> [Stored data entries]
((

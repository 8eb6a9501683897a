//! Engine configuration.
//!
//! [`EngineConfig`] collects everything the snapshot and version managers
//! need to be constructed: where durable state lives, retention limits, the
//! executor timeout and retry policy, and the device command dialect.
//!
//! There is no ambient global configuration — the composition root builds an
//! `EngineConfig` (from defaults, a TOML file, or the builder) and hands it
//! to the managers it constructs.

use std::path::{Path, PathBuf};
use std::time::Duration;

use serde::{Deserialize, Serialize};

use crate::error::{Error, Result};
use crate::executor::{CommandSet, RetryPolicy};

/// Configuration for the snapshot/version engine.
#[derive(Debug, Clone, PartialEq, Serialize, Deserialize)]
#[serde(default)]
pub struct EngineConfig {
    /// Directory for durable snapshot/version storage.
    pub storage_dir: PathBuf,

    /// Maximum number of snapshots to retain; older ones are pruned.
    pub max_snapshots: usize,

    /// Maximum number of versions to retain; older ones are pruned.
    pub max_versions: usize,

    /// Timeout for a single executor call.
    #[serde(with = "humantime_serde")]
    pub command_timeout: Duration,

    /// Retry policy applied to executor calls.
    pub retry: RetryPolicy,

    /// Device command dialect.
    pub commands: CommandSet,
}

impl Default for EngineConfig {
    fn default() -> Self {
        Self {
            storage_dir: PathBuf::from(".configd"),
            max_snapshots: 10,
            max_versions: 50,
            command_timeout: Duration::from_secs(30),
            retry: RetryPolicy::default(),
            commands: CommandSet::default(),
        }
    }
}

impl EngineConfig {
    /// Creates a new builder.
    pub fn builder() -> EngineConfigBuilder {
        EngineConfigBuilder::default()
    }

    /// A small configuration for tests: short timeout, no retries.
    pub fn minimal() -> Self {
        Self {
            command_timeout: Duration::from_secs(5),
            retry: RetryPolicy::no_retry(),
            ..Self::default()
        }
    }

    /// Loads configuration from a TOML file.
    pub fn from_file(path: impl AsRef<Path>) -> Result<Self> {
        let text = std::fs::read_to_string(path.as_ref())?;
        let config: EngineConfig = toml::from_str(&text)?;
        config.validate()?;
        Ok(config)
    }

    /// Checks the configuration for values the engine cannot work with.
    pub fn validate(&self) -> Result<()> {
        if self.max_snapshots == 0 {
            return Err(Error::Config("max_snapshots must be at least 1".into()));
        }
        if self.max_versions == 0 {
            return Err(Error::Config("max_versions must be at least 1".into()));
        }
        if self.command_timeout.is_zero() {
            return Err(Error::Config("command_timeout must be non-zero".into()));
        }
        Ok(())
    }
}

/// Builder for [`EngineConfig`].
#[derive(Debug, Default)]
pub struct EngineConfigBuilder {
    config: EngineConfig,
}

impl EngineConfigBuilder {
    /// Sets the storage directory.
    pub fn storage_dir(mut self, dir: impl Into<PathBuf>) -> Self {
        self.config.storage_dir = dir.into();
        self
    }

    /// Sets the snapshot retention limit.
    pub fn max_snapshots(mut self, max: usize) -> Self {
        self.config.max_snapshots = max;
        self
    }

    /// Sets the version retention limit.
    pub fn max_versions(mut self, max: usize) -> Self {
        self.config.max_versions = max;
        self
    }

    /// Sets the executor call timeout.
    pub fn command_timeout(mut self, timeout: Duration) -> Self {
        self.config.command_timeout = timeout;
        self
    }

    /// Sets the executor retry policy.
    pub fn retry(mut self, policy: RetryPolicy) -> Self {
        self.config.retry = policy;
        self
    }

    /// Sets the device command dialect.
    pub fn commands(mut self, commands: CommandSet) -> Self {
        self.config.commands = commands;
        self
    }

    /// Builds the configuration.
    pub fn build(self) -> EngineConfig {
        self.config
    }
}

#[cfg(test)]
mod tests {
    use super::*;

    #[test]
    fn test_default_config_is_valid() {
        let config = EngineConfig::default();
        assert!(config.validate().is_ok());
        assert_eq!(config.max_snapshots, 10);
    }

    #[test]
    fn test_builder() {
        let config = EngineConfig::builder()
            .storage_dir("/tmp/configd-test")
            .max_snapshots(5)
            .command_timeout(Duration::from_secs(10))
            .build();
        assert_eq!(config.storage_dir, PathBuf::from("/tmp/configd-test"));
        assert_eq!(config.max_snapshots, 5);
    }

    #[test]
    fn test_zero_retention_is_rejected() {
        let config = EngineConfig::builder().max_snapshots(0).build();
        assert!(config.validate().is_err());
    }

    #[test]
    fn test_toml_round_trip() {
        let config = EngineConfig::default();
        let text = toml::to_string(&config).unwrap();
        let parsed: EngineConfig = toml::from_str(&text).unwrap();
        assert_eq!(parsed, config);
    }
}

))

Return all the lines shown above, word for word.

> [Solution]
repository 8eb6a9501683897a
//! Engine configuration.
//!
//! [`EngineConfig`] collects everything the snapshot and version managers
//! need to be constructed: where durable state lives, retention limits, the
//! executor timeout and retry policy, and the device command dialect.
//!
//! There is no ambient global configuration — the composition root builds an
//! `EngineConfig` (from defaults, a TOML file, or the builder) and hands it
//! to the managers it constructs.

use std::path::{Path, PathBuf};
use std::time::Duration;

use serde::{Deserialize, Serialize};

use crate::error::{Error, Result};
use crate::executor::{CommandSet, RetryPolicy};

/// Configuration for the snapshot/version engine.
#[derive(Debug, Clone, PartialEq, Serialize, Deserialize)]
#[serde(default)]
pub struct EngineConfig {
    /// Directory for durable snapshot/version storage.
    pub storage_dir: PathBuf,

    /// Maximum number of snapshots to retain; older ones are pruned.
    pub max_snapshots: usize,

    /// Maximum number of versions to retain; older ones are pruned.
    pub max_versions: usize,

    /// Timeout for a single executor call.
    #[serde(with = "humantime_serde")]
    pub command_timeout: Duration,

    /// Retry policy applied to executor calls.
    pub retry: RetryPolicy,

    /// Device command dialect.
    pub commands: CommandSet,
}

impl Default for EngineConfig {
    fn default() -> Self {
        Self {
            storage_dir: PathBuf::from(".configd"),
            max_snapshots: 10,
            max_versions: 50,
            command_timeout: Duration::from_secs(30),
            retry: RetryPolicy::default(),
            commands: CommandSet::default(),
        }
    }
}

impl EngineConfig {
    /// Creates a new builder.
    pub fn builder() -> EngineConfigBuilder {
        EngineConfigBuilder::default()
    }

    /// A small configuration for tests: short timeout, no retries.
    pub fn minimal() -> Self {
        Self {
            command_timeout: Duration::from_secs(5),
            retry: RetryPolicy::no_retry(),
            ..Self::default()
        }
    }

    /// Loads configuration from a TOML file.
    pub fn from_file(path: impl AsRef<Path>) -> Result<Self> {
        let text = std::fs::read_to_string(path.as_ref())?;
        let config: EngineConfig = toml::from_str(&text)?;
        config.validate()?;
        Ok(config)
    }

    /// Checks the configuration for values the engine cannot work with.
    pub fn validate(&self) -> Result<()> {
        if self.max_snapshots == 0 {
            return Err(Error::Config("max_snapshots must be at least 1".into()));
        }
        if self.max_versions == 0 {
            return Err(Error::Config("max_versions must be at least 1".into()));
        }
        if self.command_timeout.is_zero() {
            return Err(Error::Config("command_timeout must be non-zero".into()));
        }
        Ok(())
    }
}

/// Builder for [`EngineConfig`].
#[derive(Debug, Default)]
pub struct EngineConfigBuilder {
    config: EngineConfig,
}

impl EngineConfigBuilder {
    /// Sets the storage directory.
    pub fn storage_dir(mut self, dir: impl Into<PathBuf>) -> Self {
        self.config.storage_dir = dir.into();
        self
    }

    /// Sets the snapshot retention limit.
    pub fn max_snapshots(mut self, max: usize) -> Self {
        self.config.max_snapshots = max;
        self
    }

    /// Sets the version retention limit.
    pub fn max_versions(mut self, max: usize) -> Self {
        self.config.max_versions = max;
        self
    }

    /// Sets the executor call timeout.
    pub fn command_timeout(mut self, timeout: Duration) -> Self {
        self.config.command_timeout = timeout;
        self
    }

    /// Sets the executor retry policy.
    pub fn retry(mut self, policy: RetryPolicy) -> Self {
        self.config.retry = policy;
        self
    }

    /// Sets the device command dialect.
    pub fn commands(mut self, commands: CommandSet) -> Self {
        self.config.commands = commands;
        self
    }

    /// Builds the configuration.
    pub fn build(self) -> EngineConfig {
        self.config
    }
}

#[cfg(test)]
mod tests {
    use super::*;

    #[test]
    fn test_default_config_is_valid() {
        let config = EngineConfig::default();
        assert!(config.validate().is_ok());
        assert_eq!(config.max_snapshots, 10);
    }

    #[test]
    fn test_builder() {
        let config = EngineConfig::builder()
            .storage_dir("/tmp/configd-test")
            .max_snapshots(5)
            .command_timeout(Duration::from_secs(10))
            .build();
        assert_eq!(config.storage_dir, PathBuf::from("/tmp/configd-test"));
        assert_eq!(config.max_snapshots, 5);
    }

    #[test]
    fn test_zero_retention_is_rejected() {
        let config = EngineConfig::builder().max_snapshots(0).build();
        assert!(config.validate().is_err());
    }

    #[test]
    fn test_toml_round_trip() {
        let config = EngineConfig::default();
        let text = toml::to_string(&config).unwrap();
        let parsed: EngineConfig = toml::from_str(&text).unwrap();
        assert_eq!(parsed, config);
    }
}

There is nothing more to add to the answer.